Saturday, February 20, 2010

Publishing a Screenplay In Paperback- Am I Crazy?

Fiction. Nonficition. African-American readers mostly buy books in these two categories. So why the heck am I publishing a screenplay instead of a third novel?

Do I have money to waste? Nope. I’m currently unemployed and still looking for a job almost two years later. But rather than let All About Marilyn sit in a box gathering dust, I thought it would be more effective to use my script as a way to help other brothers and sisters learn.

I understand while African-American audiences enjoy black cinema, there are very few tools to teach brothers and sisters about the craft of screenwriting. Sure African-Americans can find a DVD of classic black movie like Do The Right Thing, Hollywood Shuffle, Boyz N The Hood, Straight Outta Brookyln, House Party, and New Jack City in stores, but when an aspiring black filmmaker tries to find a copy of a script of these to learn the way these writers told their stories there’s next to no material anywhere.

In my search for African-American screenplays to study while writing All About Marilyn, I ran into roadblocks. Lots of roadblocks. Most of the screenplays available online, in paperback, and at the library were primarily of white films. Worse, many had numbers down the side complete with camera angles. These shooting scripts, formatted for later on in the production process were of little use to me. Shooting scripts often confuse aspiring and first-time screenwriters; some even incorporate those numbers and camera angles into their stories!

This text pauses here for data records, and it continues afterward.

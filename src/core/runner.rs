//! Process runner for the external git executable.
//!
//! Every fetch, pull and config write ends up here as one spawned process.
//! Failures are never retried: a fetch or pull that already touched the
//! network is handed back to the user exactly as git reported it.
//!
//! # Public API
//! - [`CommandRunner`]: Seam used by the menus so tests can record argv
//! - [`GitRunner`]: Real implementation backed by `std::process::Command`
//! - [`RunResult`]: Captured output of a successful run

use crate::core::error::{GitMenuError, Result};
use std::path::Path;
use std::process::Command;

/// Captured output of a process that exited successfully
#[derive(Debug, Clone, PartialEq, Eq, Default)]
pub struct RunResult {
    pub args: Vec<String>,
    pub stdout: String,
    pub stderr: String,
}

impl RunResult {
    /// stdout followed by stderr, trimmed. git prints fetch progress on stderr.
    pub fn combined_output(&self) -> String {
        let stdout = self.stdout.trim();
        let stderr = self.stderr.trim();
        match (stdout.is_empty(), stderr.is_empty()) {
            (true, _) => stderr.to_string(),
            (false, true) => stdout.to_string(),
            (false, false) => format!("{stdout}\n{stderr}"),
        }
    }
}

pub trait CommandRunner {
    /// Run the external tool once with `args` inside `workdir`
    fn run(&self, workdir: &Path, args: &[String]) -> Result<RunResult>;
}

/// Runs the configured git executable
#[derive(Debug, Clone)]
pub struct GitRunner {
    program: String,
}

impl GitRunner {
    pub fn new(program: impl Into<String>) -> Self {
        Self {
            program: program.into(),
        }
    }

    pub fn program(&self) -> &str {
        &self.program
    }

    fn describe(&self, args: &[String]) -> String {
        let mut command = self.program.clone();
        for arg in args {
            command.push(' ');
            command.push_str(arg);
        }
        command
    }
}

impl Default for GitRunner {
    fn default() -> Self {
        Self::new("git")
    }
}

impl CommandRunner for GitRunner {
    fn run(&self, workdir: &Path, args: &[String]) -> Result<RunResult> {
        log::debug!(
            "Running {} {:?} in {}",
            self.program,
            args,
            workdir.display()
        );

        let output = Command::new(&self.program)
            .args(args)
            .current_dir(workdir)
            .output()
            .map_err(|e| GitMenuError::command_spawn(&self.program, e))?;

        let stdout = String::from_utf8_lossy(&output.stdout).into_owned();
        let stderr = String::from_utf8_lossy(&output.stderr).into_owned();

        if !output.status.success() {
            log::debug!("{} exited with {}", self.program, output.status);
            return Err(GitMenuError::command_failed(self.describe(args), stderr));
        }

        Ok(RunResult {
            args: args.to_vec(),
            stdout,
            stderr,
        })
    }
}
pub mod fetch;
pub mod pull;
pub mod tracking;

pub use fetch::*;
pub use pull::*;
pub use tracking::*;

use crate::core::{menu::Outcome, print_command_output, print_success};

/// Print what a menu command did. Cancelled commands print nothing.
pub fn report_outcome(program: &str, outcome: &Outcome) {
    match outcome {
        Outcome::Ran(result) => {
            print_success(&command_line(program, &result.args));
            print_command_output(&result.combined_output());
        }
        Outcome::Cancelled => log::debug!("Command cancelled"),
    }
}

/// The invocation as the user would type it, naming the configured executable
fn command_line(program: &str, args: &[String]) -> String {
    std::iter::once(program)
        .chain(args.iter().map(String::as_str))
        .collect::<Vec<_>>()
        .join(" ")
}
//! User settings read from `<config dir>/git-menu/config.json`.
//!
//! The file is optional and never written by git-menu. Every field has a
//! default, so a partial file only overrides what it names.

use crate::core::dirs::get_config_directory;
use crate::core::error::{GitMenuError, Result};
use crate::core::menu::Switch;
use serde::{Deserialize, Serialize};
use std::path::Path;

pub const SETTINGS_FILE: &str = "config.json";

#[derive(Serialize, Deserialize, Debug, Clone, PartialEq, Eq, Default)]
#[serde(default)]
pub struct MenuSettings {
    /// Flags (`--prune`) or short keys (`-p`) switched on when the menu opens
    pub default_switches: Vec<String>,
}

impl MenuSettings {
    /// Turn on every switch named in `default_switches`
    pub fn apply(&self, switches: Vec<Switch>) -> Vec<Switch> {
        switches
            .into_iter()
            .map(|switch| {
                let short = format!("-{}", switch.key);
                let on = switch.active
                    || self
                        .default_switches
                        .iter()
                        .any(|name| *name == switch.flag || *name == short);
                switch.enabled(on)
            })
            .collect()
    }
}

#[derive(Serialize, Deserialize, Debug, Clone, PartialEq, Eq)]
#[serde(default)]
pub struct Settings {
    pub git_path: String,
    pub fetch: MenuSettings,
    pub pull: MenuSettings,
}

impl Default for Settings {
    fn default() -> Self {
        Self {
            git_path: "git".to_string(),
            fetch: MenuSettings::default(),
            pull: MenuSettings::default(),
        }
    }
}

impl Settings {
    /// Load from the user's config directory, falling back to defaults
    pub fn load() -> Result<Self> {
        let config_file = get_config_directory()?.join(SETTINGS_FILE);
        Self::load_from(&config_file)
    }

    pub fn load_from(path: &Path) -> Result<Self> {
        if !path.exists() {
            log::debug!("No settings at {}, using defaults", path.display());
            return Ok(Self::default());
        }

        let content =
            std::fs::read_to_string(path).map_err(|e| GitMenuError::settings_read(path, e))?;
        let settings: Settings =
            serde_json::from_str(&content).map_err(|e| GitMenuError::settings_parse(path, e))?;

        log::debug!("Loaded settings from {}: {settings:?}", path.display());
        Ok(settings)
    }
}
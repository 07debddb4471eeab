use clap::{Parser, Subcommand};
use git_menu::commands::*;
use git_menu::core::{
    error::{GitMenuError, Result},
    print_error, CommandOptions,
};
use std::env;
use std::path::PathBuf;

#[derive(Parser)]
#[command(name = "git-menu")]
#[command(about = "Menu-driven git fetch and pull")]
#[command(version)]
struct Cli {
    /// Enable debug logging
    #[arg(long, global = true)]
    debug: bool,

    /// Git executable to run (overrides the settings file)
    #[arg(long = "git", global = true, value_name = "PATH")]
    git_path: Option<String>,

    /// Run as if started in this directory
    #[arg(short = 'C', global = true, value_name = "DIR")]
    directory: Option<PathBuf>,

    #[command(subcommand)]
    command: Commands,
}

#[derive(Subcommand)]
enum Commands {
    /// Fetch from the push remote, upstream, elsewhere, all remotes or submodules
    Fetch,
    /// Pull from the push remote, upstream or elsewhere
    Pull,
}

fn exit_on_error(result: Result<()>) {
    match result {
        Ok(()) => {}
        Err(e) if e.is_cancellation() => log::debug!("Aborted: {e}"),
        Err(GitMenuError::NotInGitRepo) => {
            print_error("Not in a git repository");
            std::process::exit(1);
        }
        Err(e) => {
            print_error(&e.to_string());
            std::process::exit(1);
        }
    }
}

fn main() {
    let cli = Cli::parse();

    // Configure logging based on --debug flag
    if cli.debug {
        env::set_var("RUST_LOG", "debug");
    } else {
        env::set_var("RUST_LOG", "info");
    }
    env_logger::init();

    let options = CommandOptions {
        directory: cli.directory,
        git_path: cli.git_path,
    };

    match cli.command {
        Commands::Fetch => exit_on_error(execute_fetch(&options)),
        Commands::Pull => exit_on_error(execute_pull(&options)),
    }
}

I understand that in order for there to be future Black filmmakers there must be hard copies of screenplays for brothers and sisters to read so they can learn how to write a script. It’s very important for African-American filmmakers to have copies of speculative scripts (a script that only focuses on the story) so they can learn the proper format and technique for telling a story for the screen. More importantly, it’s important for aspiring African-American screenwriters to have copies of scripts of African-American films and TV shows by African-American writers so they can see stories about our own experiences from our own writers.

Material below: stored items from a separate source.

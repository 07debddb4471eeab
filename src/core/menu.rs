//! Menu and switch engine.
//!
//! A menu is a title, a list of single-character actions and a list of
//! toggleable switches. The user flips any number of switches, then picks one
//! action; the action receives the repository and the final switch set.
//!
//! Actions are plain function pointers. An action that first needs a missing
//! setting (an upstream, a push remote) is a [`Action::ResolveThen`]: the
//! resolver runs, and only if it resolves does the direct handler run, with
//! the very same state.
//!
//! # Public API
//! - [`show_menu`]: Present a [`MenuDefinition`] and invoke the chosen action
//! - [`switches_to_args`]: Active switches as command-line flags
//! - [`Session`]: The prompter and process runner handed to every action

use crate::core::{
    error::Result,
    prompt::Prompter,
    runner::{CommandRunner, RunResult},
    state::RepoState,
};

/// A boolean option that maps to one command-line flag when active
#[derive(Debug, Clone, PartialEq, Eq)]
pub struct Switch {
    pub key: char,
    pub flag: String,
    pub description: String,
    pub active: bool,
}

impl Switch {
    pub fn new(key: char, flag: impl Into<String>, description: impl Into<String>) -> Self {
        Self {
            key,
            flag: flag.into(),
            description: description.into(),
            active: false,
        }
    }

    /// Mark the switch as on before the menu is shown
    pub fn enabled(mut self, active: bool) -> Self {
        self.active = active;
        self
    }

    fn row(&self) -> String {
        let marker = if self.active { "[on]" } else { "[off]" };
        format!("-{} {}  {} {}", self.key, self.flag, self.description, marker)
    }
}

/// Map active switches to their long flags, keeping definition order
pub fn switches_to_args(switches: &[Switch]) -> Vec<String> {
    switches
        .iter()
        .filter(|switch| switch.active)
        .map(|switch| switch.flag.clone())
        .collect()
}

/// Interactive collaborators shared by every action of one command
pub struct Session<'a> {
    pub prompter: &'a mut dyn Prompter,
    pub runner: &'a dyn CommandRunner,
}

impl<'a> Session<'a> {
    pub fn new(prompter: &'a mut dyn Prompter, runner: &'a dyn CommandRunner) -> Self {
        Self { prompter, runner }
    }

    /// Run git once against the repository and wrap the result
    pub fn run(&self, repository: &RepoState, args: Vec<String>) -> Result<Outcome> {
        let result = self.runner.run(&repository.workdir, &args)?;
        Ok(Outcome::Ran(result))
    }
}

/// Repository plus the switch set chosen in the menu
#[derive(Debug, Clone)]
pub struct MenuState {
    pub repository: RepoState,
    pub switches: Vec<Switch>,
}

impl MenuState {
    pub fn new(repository: RepoState, switches: Vec<Switch>) -> Self {
        Self {
            repository,
            switches,
        }
    }

    pub fn switch_args(&self) -> Vec<String> {
        switches_to_args(&self.switches)
    }
}

#[derive(Debug, Clone, PartialEq, Eq)]
pub enum Outcome {
    Ran(RunResult),
    Cancelled,
}

impl Outcome {
    pub fn is_cancelled(&self) -> bool {
        matches!(self, Self::Cancelled)
    }
}

/// Result of filling in a missing setting before an action runs
#[derive(Debug, Clone, Copy, PartialEq, Eq)]
pub enum Resolution {
    Resolved,
    Abandoned,
}

pub type Handler = fn(&mut Session<'_>, &mut MenuState) -> Result<Outcome>;
pub type Resolver = fn(&mut Session<'_>, &mut MenuState) -> Result<Resolution>;

#[derive(Clone, Copy)]
pub enum Action {
    Run(Handler),
    ResolveThen { resolve: Resolver, then: Handler },
}

impl Action {
    pub fn invoke(self, session: &mut Session<'_>, state: &mut MenuState) -> Result<Outcome> {
        match self {
            Action::Run(handler) => handler(session, state),
            Action::ResolveThen { resolve, then } => match resolve(session, state)? {
                Resolution::Resolved => then(session, state),
                Resolution::Abandoned => Ok(Outcome::Cancelled),
            },
        }
    }
}

impl std::fmt::Debug for Action {
    fn fmt(&self, f: &mut std::fmt::Formatter<'_>) -> std::fmt::Result {
        match self {
            Action::Run(_) => f.write_str("Run"),
            Action::ResolveThen { .. } => f.write_str("ResolveThen"),
        }
    }
}

#[derive(Debug, Clone)]
pub struct MenuItem {
    pub label: char,
    pub description: String,
    pub action: Action,
}

impl MenuItem {
    pub fn new(label: char, description: impl Into<String>, action: Action) -> Self {
        Self {
            label,
            description: description.into(),
            action,
        }
    }

    fn row(&self) -> String {
        format!("{}  {}", self.label, self.description)
    }
}

#[derive(Debug, Clone)]
pub struct MenuDefinition {
    pub title: String,
    pub items: Vec<MenuItem>,
}

impl MenuDefinition {
    /// Labels must be unique within a menu
    pub fn new(title: impl Into<String>, items: Vec<MenuItem>) -> Self {
        debug_assert!(
            items
                .iter()
                .enumerate()
                .all(|(i, item)| items[..i].iter().all(|other| other.label != item.label)),
            "duplicate menu label"
        );
        Self {
            title: title.into(),
            items,
        }
    }

    pub fn labels(&self) -> Vec<char> {
        self.items.iter().map(|item| item.label).collect()
    }

    pub fn item(&self, label: char) -> Option<&MenuItem> {
        self.items.iter().find(|item| item.label == label)
    }
}

fn render_rows(menu: &MenuDefinition, switches: &[Switch]) -> Vec<String> {
    switches
        .iter()
        .map(Switch::row)
        .chain(menu.items.iter().map(MenuItem::row))
        .collect()
}

/// Show the menu until an action is picked or the menu is dismissed.
///
/// Switch rows come first and toggle in place; the first action row ends the
/// loop and its result is returned as-is.
pub fn show_menu(
    session: &mut Session<'_>,
    menu: &MenuDefinition,
    mut state: MenuState,
) -> Result<Outcome> {
    loop {
        let rows = render_rows(menu, &state.switches);
        let Some(index) = session.prompter.select(&menu.title, &rows)? else {
            log::debug!("{} menu dismissed", menu.title);
            return Ok(Outcome::Cancelled);
        };

        if let Some(switch) = state.switches.get_mut(index) {
            switch.active = !switch.active;
            log::debug!("Switch {} is now {}", switch.flag, switch.active);
            continue;
        }

        let Some(item) = menu.items.get(index - state.switches.len()) else {
            return Ok(Outcome::Cancelled);
        };

        log::debug!(
            "{}: '{}' with {:?}",
            menu.title,
            item.label,
            state.switch_args()
        );
        return item.action.invoke(session, &mut state);
    }
}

My mission with this book is to get African-Americans excited about screenwriting. Researching the industry, I’ve learned that out of the 14,000 members of the Writers Guild of America, less than two percent are African-American. And out of that 14,000 membership, only 300-500 writers work in a given year regardless of race or ethnicity. Breaking down those numbers, two percent of four hundred means at best a handful of African-Americans are writing scripts in Hollywood at any given time.

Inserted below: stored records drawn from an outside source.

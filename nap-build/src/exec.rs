// Copyright 2026 a7mddra
// SPDX-License-Identifier: Apache-2.0

//! Child process invocation.
//!
//! Commands run as plain argument vectors with inherited stdio; nothing is
//! passed through a shell.

use std::ffi::OsString;
use std::fmt;
use std::path::{Path, PathBuf};
use std::process::{Command, ExitStatus};

use crate::error::{BuildError, Result};

#[derive(Debug, Clone, PartialEq, Eq)]
pub struct Invocation {
    pub program: PathBuf,
    pub args: Vec<OsString>,
    pub cwd: PathBuf,
}

impl Invocation {
    pub fn new(program: impl Into<PathBuf>, cwd: &Path) -> Self {
        Self {
            program: program.into(),
            args: Vec::new(),
            cwd: cwd.to_path_buf(),
        }
    }

    pub fn arg(mut self, arg: impl Into<OsString>) -> Self {
        self.args.push(arg.into());
        self
    }

    pub fn args<I, S>(mut self, args: I) -> Self
    where
        I: IntoIterator<Item = S>,
        S: Into<OsString>,
    {
        self.args.extend(args.into_iter().map(Into::into));
        self
    }

    #[cfg(test)]
    pub fn args_lossy(&self) -> Vec<String> {
        self.args
            .iter()
            .map(|a| a.to_string_lossy().into_owned())
            .collect()
    }
}

impl fmt::Display for Invocation {
    fn fmt(&self, f: &mut fmt::Formatter<'_>) -> fmt::Result {
        write!(f, "{}", self.program.display())?;
        for arg in &self.args {
            write!(f, " {}", arg.to_string_lossy())?;
        }
        Ok(())
    }
}

/// Runs an invocation to completion and reports its exit code.
pub trait Runner {
    fn run(&mut self, invocation: &Invocation) -> Result<i32>;
}

/// Spawns real processes and blocks until they exit.
#[derive(Debug, Default)]
pub struct SystemRunner;

impl Runner for SystemRunner {
    fn run(&mut self, invocation: &Invocation) -> Result<i32> {
        println!("Dir: {}", invocation.cwd.display());
        println!("Command: {}", invocation);

        let status = Command::new(&invocation.program)
            .args(&invocation.args)
            .current_dir(&invocation.cwd)
            .status()
            .map_err(|source| BuildError::Spawn {
                program: invocation.program.display().to_string(),
                source,
            })?;

        let code = exit_code(status);
        tracing::debug!(program = %invocation.program.display(), code, "process exited");
        Ok(code)
    }
}

fn exit_code(status: ExitStatus) -> i32 {
    if let Some(code) = status.code() {
        return code;
    }

    #[cfg(unix)]
    {
        use std::os::unix::process::ExitStatusExt;
        if let Some(signal) = status.signal() {
            tracing::warn!(signal, "process terminated by signal");
            return 128 + signal;
        }
    }

    1
}
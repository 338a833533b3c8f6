// Copyright 2026 a7mddra
// SPDX-License-Identifier: Apache-2.0

//! Clean, generate the solution, then build.
//!
//! Steps run strictly in order and the first failure ends the run.

use std::fs;

use crate::commands::{build_command, solution_command};
use crate::error::{BuildError, Result, Step};
use crate::exec::{Invocation, Runner};
use crate::host::{Host, Toolchain};
use crate::params::BuildParams;

pub fn run(host: &Host, params: &BuildParams, toolchain: &Toolchain, runner: &mut dyn Runner) -> Result<()> {
    if params.clean {
        clean(host)?;
    }

    let solution = solution_command(host, params);
    run_step(runner, Step::GenerateSolution, &solution)?;

    let build = build_command(host, params, toolchain)?;
    run_step(runner, Step::Build, &build)?;

    Ok(())
}

/// Removes the build directory if present.
pub fn clean(host: &Host) -> Result<()> {
    let dir = &host.build_dir;
    if !dir.exists() {
        tracing::debug!(dir = %dir.display(), "nothing to clean");
        return Ok(());
    }

    println!("  Removing {}", dir.display());
    fs::remove_dir_all(dir).map_err(|source| BuildError::Clean {
        path: dir.clone(),
        source,
    })
}

fn run_step(runner: &mut dyn Runner, step: Step, invocation: &Invocation) -> Result<()> {
    let code = runner.run(invocation)?;
    if code != 0 {
        return Err(BuildError::StepFailed { step, code });
    }
    Ok(())
}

Reading those paltry statistics, there’s a desperate need for more black Screenwriters. Over the past two decades, Black films have gone from a flurry of major studio releases to a trickle of independent, self-produced films by filmmakers like Tyler Perry and T.D Jakes. Without more African-Americans behind the camera to tell the stories about the black experience, there can be no black films. Worse, an entire generation of Black people will not know what it is to see stories featuring people who look like them sharing their experiences onscreen.